La déclinaison concrète de ce droit qui existe déjà dans le code du travail (article 2281-1 et suivants) semble en effrayer quelques uns, puisque les signataires se sont sentis obligés de préciser que ces modes d’expression « ne doivent pas faire obstacle aux attributions des institutions représentatives du personnel ni au pouvoir hiérarchique du management ».

Le texte rappelle que l’organisation du travail est de la seule responsabilité de l’employeur mais que toutefois la possibilité donnée aux salariés de s’exprimer sur leur travail « est un des éléments favorisant leur perception de la qualité de vie au travail et du sens donné au travail » !
L’article 18 lui rappelle le rôle des institutions représentatives du personnel (IRP) en cas de mise en place d’une négociation sur la qualité de vie au travail et l’importance du CHSCT. A cet égard il est prévu des expérimentations (dérogatoires au droit commun) pour tenir compte de certaines situations : sites avec multiplicité d’entreprises, multiplicité des établissements d’une même entreprise …et nécessitant de réfléchir à des formules adaptées.

Au final :
Cet accord n’apporte pas de droits supplémentaires ni aux salariés ni aux CHSCT. Il n’est pas contraignant vis-à-vis des employeurs.
Avec cet accord on est passé en quelques années, des risques psychosociaux ou de la souffrance au travail qui ont fait l’objet de très nombreux rapports, à la qualité de vie au travail en passant parfois par le bien être au travail.
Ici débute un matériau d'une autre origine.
//! Render-dispatch engine over whole documents

use serde_json::json;

use primer_tui::{
    Glyphs, NodeKind, Palette, PlainHighlighter, RenderContext, RenderedNode, glyphs,
    render_blocks,
};
use primer_types::{ContentBlock, Topic, UiOptions};

use crate::common::embedded_topics;

fn render(blocks: &[ContentBlock], palette: &Palette, glyphs: &Glyphs) -> Vec<RenderedNode> {
    let ctx = RenderContext {
        palette,
        glyphs,
        highlighter: &PlainHighlighter,
        focused_code: None,
        copied_code: None,
    };
    render_blocks(blocks, &ctx)
}

fn render_default(blocks: &[ContentBlock]) -> Vec<RenderedNode> {
    render(blocks, &Palette::dark(), &glyphs(UiOptions::default()))
}

#[test]
fn title_body_mystery() {
    let content: Vec<ContentBlock> = serde_json::from_value(json!([
        {"type": "heading", "level": 1, "text": "Title"},
        {"type": "paragraph", "text": "Body"},
        {"type": "mystery", "foo": 1}
    ]))
    .unwrap();

    let nodes = render_default(&content);
    assert_eq!(nodes.len(), 2);
    assert_eq!(nodes[0].kind, NodeKind::Heading { level: 1 });
    assert_eq!(nodes[0].plain_text(), "Title");
    assert_eq!(nodes[1].kind, NodeKind::Paragraph);
    assert_eq!(nodes[1].plain_text(), "Body");
}

#[test]
fn embedded_documents_render_in_order() {
    for topic in embedded_topics() {
        let nodes = render_default(&topic.content);
        let supported: Vec<usize> = topic
            .content
            .iter()
            .enumerate()
            .filter(|(_, block)| block.is_supported())
            .map(|(index, _)| index)
            .collect();
        let sources: Vec<usize> = nodes.iter().map(|node| node.source).collect();
        assert_eq!(sources, supported, "topic {}", topic.id);

        for node in &nodes {
            assert_eq!(
                Some(node.kind.block_kind()),
                topic.content[node.source].kind()
            );
        }
    }
}

#[test]
fn unknown_block_anywhere_changes_nothing_else() {
    let base = json!([
        {"type": "heading", "level": 2, "text": "A"},
        {"type": "list", "style": "ordered", "items": ["x", "y"]},
        {"type": "alert", "variant": "danger", "content": "z"}
    ]);
    let base_blocks: Vec<ContentBlock> = serde_json::from_value(base.clone()).unwrap();
    let expected: Vec<Vec<String>> = render_default(&base_blocks)
        .iter()
        .map(RenderedNode::plain_lines)
        .collect();

    for position in 0..=3 {
        let mut noisy = base.as_array().unwrap().clone();
        noisy.insert(position, json!({"type": "carousel", "slides": [1, 2, 3]}));
        let blocks: Vec<ContentBlock> = serde_json::from_value(json!(noisy)).unwrap();
        let rendered: Vec<Vec<String>> = render_default(&blocks)
            .iter()
            .map(RenderedNode::plain_lines)
            .collect();
        assert_eq!(rendered, expected, "unknown block at {position}");
    }
}

#[test]
fn ascii_glyphs_render_without_box_drawing() {
    let options = UiOptions {
        ascii_only: true,
        ..UiOptions::default()
    };
    let glyphs = glyphs(options);
    let palette = Palette::dark();

    for topic in embedded_topics() {
        for node in render(&topic.content, &palette, &glyphs) {
            for line in node.plain_lines() {
                assert!(
                    !line.contains(['│', '┌', '•', '▌']),
                    "non-ascii chrome in {line:?}"
                );
            }
        }
    }
}

#[test]
fn code_nodes_carry_copy_text() {
    for topic in embedded_topics() {
        for node in render_default(&topic.content) {
            match &topic.content[node.source] {
                ContentBlock::Code(code) => {
                    assert_eq!(node.copy_text.as_deref(), Some(code.code.as_str()));
                }
                _ => assert!(node.copy_text.is_none()),
            }
        }
    }
}

#[test]
fn malformed_blocks_leave_the_rest_of_the_topic() {
    let topic: Topic = serde_json::from_value(json!({
        "id": "rough-draft",
        "meta": {
            "title": "Rough Draft",
            "description": "Half-finished content",
            "category": "Drafts",
            "difficulty": "beginner",
            "duration": 5
        },
        "content": [
            {"type": "heading", "text": "Untitled level"},
            {"type": "alert", "variant": "tip", "content": "dropped"},
            {"type": "paragraph", "text": "still here"},
            {"type": "list", "style": "bullet", "items": ["dropped"]},
            {"type": "table", "headers": ["port"], "rows": [[443]]}
        ]
    }))
    .unwrap();

    let nodes = render_default(&topic.content);
    let kinds: Vec<NodeKind> = nodes.iter().map(|node| node.kind).collect();
    assert_eq!(
        kinds,
        vec![
            NodeKind::Heading { level: 2 },
            NodeKind::Paragraph,
            NodeKind::Table
        ]
    );
    assert_eq!(nodes[0].plain_text(), "Untitled level");
    assert_eq!(nodes[1].plain_text(), "still here");
    assert!(nodes[2].plain_text().contains("443"));
}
N’est-ce pas là le moyen pour les entreprises et les employeurs de se donner bonne conscience en affichant des préoccupations de ce genre, de remettre au goût du jour le paternalisme d’autrefois sans s’attaquer aux véritables causes de la dégradation des conditions de travail. C’est encore une fois prendre le risque de ne pas aborder les problèmes bien réels liés aux transformations des organisations du travail, aux multiples et incessantes réorganisations qui provoquent une intensification du travail et des pressions que les salariés supportent de plus en plus mal.
Ce n’est pas de bonnes intentions ou d’affichage dont ont besoin les travailleurs, mais d’une véritable remise en question des organisations du travail, des méthodes de management, des relations de travail dans les entreprises et les services où ils auraient leur mot à dire.
Enfin, cet accord servira d’appui à la Fonction publique qui souhaite engager la même démarche dans ses trois versants après l’accord sur la prévention des RPS.